La mort, même militaire, est devenue un vilain mot qui n’a plus droit de cité. Cachez ce linceul kaki que je ne saurais voir ! Quel contraste avec ce qui peut se passer dans la tête d’un combattant du Hezbollah au Sud-Liban, dans un groupe de combat d’al-Qaïda en Irak ou chez les talibans d’Afghanistan. La mort y est accueillie avec ferveur. C’est une récompense prisée, une place assurée dans le carré des martyrs au cimetière et au Ciel,

en bonne compagnie. Ce choc des visions de la mort bouleverse la donne. Un jeune chef de section (24-25 ans) français, anglais, américain ou israélien, aura toujours en tête deux obsessions : réussir sa mission et ramener tout le monde à la maison. Sinon, il devra subir le choc de la perte d’un camarade, la vision de son corps déchiré, accepter le douloureux face-à-face avec sa famille, voire répondre à une enquête judiciaire suite à une plainte inspirée par un principe de précaution décalé dans cet univers. En face, dans la même situation de pertes au combat, la mort est sublimée et espérée.
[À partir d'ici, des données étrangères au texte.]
//! grabd session agent entry point.
//!
//! Runs inside a user's desktop session.  Binds this user's endpoint, keeps a
//! channel to the grabber alive and feeds it the session's configuration and
//! state.
//!
//! ```text
//! main()
//!  ├─ ChannelHandle (client role, bound at the per-user endpoint) ─┐
//!  ├─ session feed (JSON lines on stdin)                     ──────┼──▶ SessionAgent
//!  └─ signal forwarder (SIGHUP reloads preferences)          ──────┘
//! ```

use anyhow::Context;
use tokio::io::BufReader;
use tokio::signal::unix::{signal, SignalKind};
use tokio::sync::mpsc;
use tracing::{info, warn};
use tracing_subscriber::EnvFilter;

use grabd_ipc::paths::{current_uid, ensure_socket_dir, remove_stale_socket, session_socket_path};
use grabd_ipc::{ChannelHandle, ChannelId, UnixClientTransport};
use grabd_session::application::agent::{SessionAgent, SessionEvent};
use grabd_session::infrastructure::actions::SystemActions;
use grabd_session::infrastructure::session_feed;
use grabd_session::infrastructure::storage::config::{config_file_path, load_config};

const MAILBOX_DEPTH: usize = 64;

#[tokio::main]
async fn main() -> anyhow::Result<()> {
    let config_path = config_file_path().context("locating session config")?;
    let config = load_config(&config_path)
        .with_context(|| format!("loading {}", config_path.display()))?;

    // Initialise structured logging.  Level is overridden by `RUST_LOG`.
    tracing_subscriber::fmt()
        .with_env_filter(
            EnvFilter::try_from_default_env()
                .unwrap_or_else(|_| EnvFilter::new(&config.session.log_level)),
        )
        .init();

    let uid = current_uid();
    let endpoint = config
        .session
        .endpoint_path
        .clone()
        .unwrap_or_else(|| session_socket_path(uid));
    ensure_socket_dir(&endpoint)
        .with_context(|| format!("creating directory for {}", endpoint.display()))?;
    let configuration_path = config
        .configuration_path()
        .context("locating remapping configuration")?;

    info!(
        uid,
        endpoint = %endpoint.display(),
        configuration = %configuration_path.display(),
        "grabd session agent starting"
    );

    let (events_tx, events_rx) = mpsc::channel::<SessionEvent>(MAILBOX_DEPTH);
    let channel = ChannelHandle::start(
        ChannelId::new(),
        UnixClientTransport::new(&config.channel.socket_path, config.channel.buffer_size)
            .with_local_path(&endpoint),
        config.channel.policy(),
        events_tx.clone(),
    );
    let agent = SessionAgent::new(
        std::process::id() as i32,
        configuration_path,
        config.preferences,
        Box::new(channel),
        Box::new(SystemActions::new()),
    );
    let agent_task = tokio::spawn(agent.run(events_rx));

    let feed = tokio::spawn(session_feed::pump(
        BufReader::new(tokio::io::stdin()),
        events_tx.clone(),
    ));

    forward_signals(events_tx, config_path).await?;
    agent_task.await.context("session agent task failed")?;
    feed.abort();
    if let Err(e) = remove_stale_socket(&endpoint) {
        warn!(endpoint = %endpoint.display(), error = %e, "could not remove endpoint");
    }

    info!("grabd session agent stopped");
    Ok(())
}

/// Turns process signals into agent events until shutdown is requested.
async fn forward_signals(
    events: mpsc::Sender<SessionEvent>,
    config_path: std::path::PathBuf,
) -> anyhow::Result<()> {
    let mut terminate = signal(SignalKind::terminate()).context("installing SIGTERM handler")?;
    let mut hangup = signal(SignalKind::hangup()).context("installing SIGHUP handler")?;

    loop {
        let event = tokio::select! {
            _ = tokio::signal::ctrl_c() => SessionEvent::Shutdown,
            _ = terminate.recv() => SessionEvent::Shutdown,
            _ = hangup.recv() => match load_config(&config_path) {
                Ok(config) => {
                    info!("configuration reloaded");
                    SessionEvent::SystemPreferencesChanged(config.preferences)
                }
                Err(e) => {
                    warn!(error = %e, "reload failed; keeping current preferences");
                    continue;
                }
            },
        };
        let done = matches!(event, SessionEvent::Shutdown);
        if events.send(event).await.is_err() || done {
            return Ok(());
        }
    }
}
A ce degré de fanatisme, ce rapport à la mort est un avantage qui place le soldat des démocraties modernes en position de faiblesse.

Kalachnikov et clé usb

Parallèlement, la guerre fait son miel des avancées technologiques. Les insurgés eux-mêmes les intègrent. Ils surfent sur le Net. Leurs commandements ont leur propre site (on estime à plus de cinq mille les sites proches du jihad radical), mettent en ligne textes et images (attentats, décapitations, modes de fabrication d’une bombe, etc.), surveillent ce qui se dit dans les pays cibles. Sur le terrain, en Afghanistan, en Irak, il n’est pas rare de trouver sur le corps d’un insurgé ou d’un milicien une Kalachnikov, mais aussi une clé USB ou un BlackBerry. Lors de l’assaut de Bombay (Inde), en décembre 2008, par des commandos terroristes visant grands hôtels, restaurants, gares et centre culturel juif, les combattants surarmés étaient équipés d’ordinateurs de poche. En base arrière, leur commandement, branché sur les télévisions en continu du monde entier, pouvait instantanément leur renvoyer le reflet de leur effet terreur, ainsi que de nouveaux ordres en direct pour l’amplifier.
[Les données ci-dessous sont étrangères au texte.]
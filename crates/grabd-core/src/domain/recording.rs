//! Recording [`DeviceSeizer`] for tests.
//!
//! Performs no device I/O.  Every call is appended to a `Mutex<Vec<..>>` so
//! tests can assert on exactly which devices were seized, released or had
//! their LED written, and in what order.
//!
//! ```rust
//! use std::sync::Arc;
//! use grabd_core::domain::recording::RecordingSeizer;
//! use grabd_core::{DeviceGrabController, DeviceSeizer};
//!
//! let seizer = Arc::new(RecordingSeizer::new());
//! let grab = DeviceGrabController::new(Arc::clone(&seizer) as Arc<dyn DeviceSeizer>);
//! assert!(seizer.seized().is_empty());
//! # drop(grab);
//! ```

use std::sync::Mutex;

use super::device::{DeviceId, LedState};
use super::grab_mode::{DeviceSeizer, SeizeError};

#[derive(Default)]
pub struct RecordingSeizer {
    seized: Mutex<Vec<DeviceId>>,
    released: Mutex<Vec<DeviceId>>,
    leds: Mutex<Vec<(DeviceId, LedState)>>,
    /// When `true`, every `seize` returns [`SeizeError::Refused`].
    pub should_fail: bool,
}

impl RecordingSeizer {
    pub fn new() -> Self {
        Self::default()
    }

    /// A seizer whose `seize` always fails.
    pub fn failing() -> Self {
        Self {
            should_fail: true,
            ..Self::default()
        }
    }

    pub fn seized(&self) -> Vec<DeviceId> {
        self.seized.lock().map(|v| v.clone()).unwrap_or_default()
    }

    pub fn released(&self) -> Vec<DeviceId> {
        self.released.lock().map(|v| v.clone()).unwrap_or_default()
    }

    pub fn leds(&self) -> Vec<(DeviceId, LedState)> {
        self.leds.lock().map(|v| v.clone()).unwrap_or_default()
    }
}

impl DeviceSeizer for RecordingSeizer {
    fn seize(&self, device_id: DeviceId) -> Result<(), SeizeError> {
        if self.should_fail {
            return Err(SeizeError::Refused {
                device_id,
                reason: "simulated failure".to_string(),
            });
        }
        if let Ok(mut seized) = self.seized.lock() {
            seized.push(device_id);
        }
        Ok(())
    }

    fn release(&self, device_id: DeviceId) {
        if let Ok(mut released) = self.released.lock() {
            released.push(device_id);
        }
    }

    fn set_caps_lock_led(&self, device_id: DeviceId, state: LedState) {
        if let Ok(mut leds) = self.leds.lock() {
            leds.push((device_id, state));
        }
    }
}
//! The local datagram channel interface.
//!
//! A [`Transport`] is one endpoint of a same-host datagram socket, either the
//! server role (bound to a path, receives from anyone) or the client role
//! (addresses one server).  It only does I/O.  Retry timing, liveness
//! scheduling and lifecycle events belong to
//! [`ChannelHandle`](crate::lifecycle::ChannelHandle), which drives a
//! transport from a single task.

pub mod unix;

use std::io;
use std::path::{Path, PathBuf};

use async_trait::async_trait;
use thiserror::Error;

pub use unix::{UnixClientTransport, UnixServerTransport};

/// Default receive buffer size in bytes.
pub const DEFAULT_BUFFER_SIZE: usize = 32 * 1024;

/// Errors raised by a transport.  None of them are fatal: the lifecycle turns
/// them into `connect_failed` or `closed` and retries.
#[derive(Debug, Error)]
pub enum ChannelError {
    /// The configured socket path is empty.
    #[error("socket path is empty")]
    EmptyPath,

    /// Binding the server (or the client's local) path failed.
    #[error("failed to bind {}: {source}", .path.display())]
    Bind {
        path: PathBuf,
        #[source]
        source: io::Error,
    },

    /// The peer could not be reached.
    #[error("failed to connect to {}: {source}", .path.display())]
    Connect {
        path: PathBuf,
        #[source]
        source: io::Error,
    },

    /// The bound socket file disappeared.
    #[error("socket {} was removed", .0.display())]
    SocketRemoved(PathBuf),

    /// The bound socket file now belongs to a different bind.
    #[error("socket {} was replaced", .0.display())]
    SocketReplaced(PathBuf),

    #[error("send failed: {0}")]
    Send(#[source] io::Error),

    #[error("receive failed: {0}")]
    Receive(#[source] io::Error),

    /// An operation was attempted before `open` succeeded.
    #[error("channel is not open")]
    NotOpen,

    /// Server endpoints only receive.
    #[error("server endpoints do not send")]
    ServerCannotSend,
}

/// One received datagram.
#[derive(Debug, Clone, PartialEq, Eq)]
pub struct Datagram {
    pub payload: Vec<u8>,
    /// Bound path of the sender, if it has one.  Unbound senders cannot be
    /// answered.
    pub sender: Option<PathBuf>,
}

/// One endpoint of a local datagram channel.
#[async_trait]
pub trait Transport: Send + 'static {
    /// Binds (server role) or reaches the peer (client role).  Replaces any
    /// previously open socket.
    async fn open(&mut self) -> Result<(), ChannelError>;

    /// Verifies the endpoint is still usable.  An error means "closed".
    async fn check(&mut self) -> Result<(), ChannelError>;

    async fn send(&mut self, payload: &[u8]) -> Result<(), ChannelError>;

    /// Waits for the next datagram.  Must be cancel-safe.
    async fn recv(&mut self) -> Result<Datagram, ChannelError>;

    /// Drops the socket.  Idempotent.
    fn close(&mut self);

    /// Path used in log fields.
    fn endpoint(&self) -> &Path;
}
//! Production [`PeerConnector`]: session links over Unix datagram sockets and
//! pid watches through [`ProcessMonitor`].
//!
//! A session link is an ordinary [`ChannelHandle`] in the client role whose
//! policy never reconnects: when it fails or closes, the arbitrator decides
//! what happens next.  Both the link and the monitor deliver into the
//! arbitrator's own mailbox.

use std::path::Path;
use std::time::Duration;

use grabd_ipc::{ChannelHandle, ChannelId, ReconnectPolicy, UnixClientTransport};
use tokio::sync::mpsc;

use super::process_monitor::ProcessMonitor;
use crate::application::arbitrator::{GrabberEvent, PeerConnector, PeerWatch, SessionLink};

pub struct UnixPeerConnector {
    events: mpsc::Sender<GrabberEvent>,
    policy: ReconnectPolicy,
    buffer_size: usize,
    poll_interval: Duration,
}

impl UnixPeerConnector {
    /// `policy` supplies the liveness check period; its reconnect interval is
    /// ignored.
    pub fn new(
        events: mpsc::Sender<GrabberEvent>,
        policy: ReconnectPolicy,
        buffer_size: usize,
        poll_interval: Duration,
    ) -> Self {
        Self {
            events,
            policy: policy.without_reconnect(),
            buffer_size,
            poll_interval,
        }
    }
}

impl PeerConnector for UnixPeerConnector {
    fn open_session_link(&mut self, generation: ChannelId, endpoint: &Path) -> Box<dyn SessionLink> {
        let transport = UnixClientTransport::new(endpoint, self.buffer_size);
        Box::new(ChannelHandle::start(
            generation,
            transport,
            self.policy,
            self.events.clone(),
        ))
    }

    fn watch_process(&mut self, generation: ChannelId, pid: i32) -> Box<dyn PeerWatch> {
        Box::new(ProcessMonitor::start(
            pid,
            generation,
            self.poll_interval,
            self.events.clone(),
        ))
    }
}

impl SessionLink for ChannelHandle {
    fn send(&self, payload: Vec<u8>) {
        ChannelHandle::send(self, payload);
    }

    fn stop(&mut self) {
        ChannelHandle::stop(self);
    }
}
//! Socket locations and ownership.
//!
//! The grabber listens on one well-known path.  Each per-user session binds a
//! path derived from its numeric user id.  Both are removed before binding and
//! restricted to their owner right after; the window between `bind` and the
//! permission fix is kept short, not closed.

use std::fs;
use std::io;
use std::os::unix::fs::PermissionsExt;
use std::path::{Path, PathBuf};

const APP_NAME: &str = "grabd";

/// Default directory of the grabber's socket.
pub const SYSTEM_RUNTIME_DIR: &str = "/run/grabd";

/// File name of the grabber's socket inside its runtime directory.
pub const GRABBER_SOCKET_FILE: &str = "grabber.sock";

/// Owner-only read/write.
pub const SOCKET_MODE: u32 = 0o600;

/// Location: `/run/grabd/grabber.sock`
pub fn grabber_socket_path() -> PathBuf {
    PathBuf::from(SYSTEM_RUNTIME_DIR).join(GRABBER_SOCKET_FILE)
}

/// Per-user endpoint of the session agent.
///
/// Location: `$XDG_RUNTIME_DIR/grabd/session-$UID.sock` or
/// `/tmp/grabd-$UID/session-$UID.sock`
pub fn session_socket_path(uid: u32) -> PathBuf {
    let dir = match std::env::var_os("XDG_RUNTIME_DIR") {
        Some(xdg_runtime) if !xdg_runtime.is_empty() => PathBuf::from(xdg_runtime).join(APP_NAME),
        _ => PathBuf::from(format!("/tmp/{APP_NAME}-{uid}")),
    };
    dir.join(format!("session-{uid}.sock"))
}

/// Effective user id of this process.
pub fn current_uid() -> u32 {
    // SAFETY: geteuid() has no preconditions and cannot fail.
    unsafe { libc::geteuid() }
}

/// Creates the directory that will hold `socket_path`.
pub fn ensure_socket_dir(socket_path: &Path) -> io::Result<()> {
    match socket_path.parent() {
        Some(dir) if !dir.as_os_str().is_empty() => fs::create_dir_all(dir),
        _ => Ok(()),
    }
}

/// Removes a leftover socket file.  A missing file is not an error.
pub fn remove_stale_socket(path: &Path) -> io::Result<()> {
    match fs::remove_file(path) {
        Ok(()) => Ok(()),
        Err(e) if e.kind() == io::ErrorKind::NotFound => Ok(()),
        Err(e) => Err(e),
    }
}

/// `chmod 0600` and, when `owner` is given, `chown owner` on a bound socket.
pub fn restrict_to_owner(path: &Path, owner: Option<u32>) -> io::Result<()> {
    fs::set_permissions(path, fs::Permissions::from_mode(SOCKET_MODE))?;
    if owner.is_some() {
        std::os::unix::fs::chown(path, owner, None)?;
    }
    Ok(())
}
//! Infrastructure layer of the observer: the observation feed and the TOML
//! configuration file.

pub mod observation_feed;
pub mod storage;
Une action terroriste est souvent, en premier lieu, une action de communication (au sens de l’action psychologique) avant d’être un acte de guerre stricto sensu. L’effet de sidération et de terreur qui en résulte est ainsi démultiplié par rapport à la faiblesse des moyens militaires engagés. Le rapport coût/efficacité est favorable à l’acteur terroriste : petite mise militaire, gros bénéfice médiatique (c’est bon pour l’influence et le recrutement). La boucle est bouclée, la modernité est mise au service de l’action militaire rustique.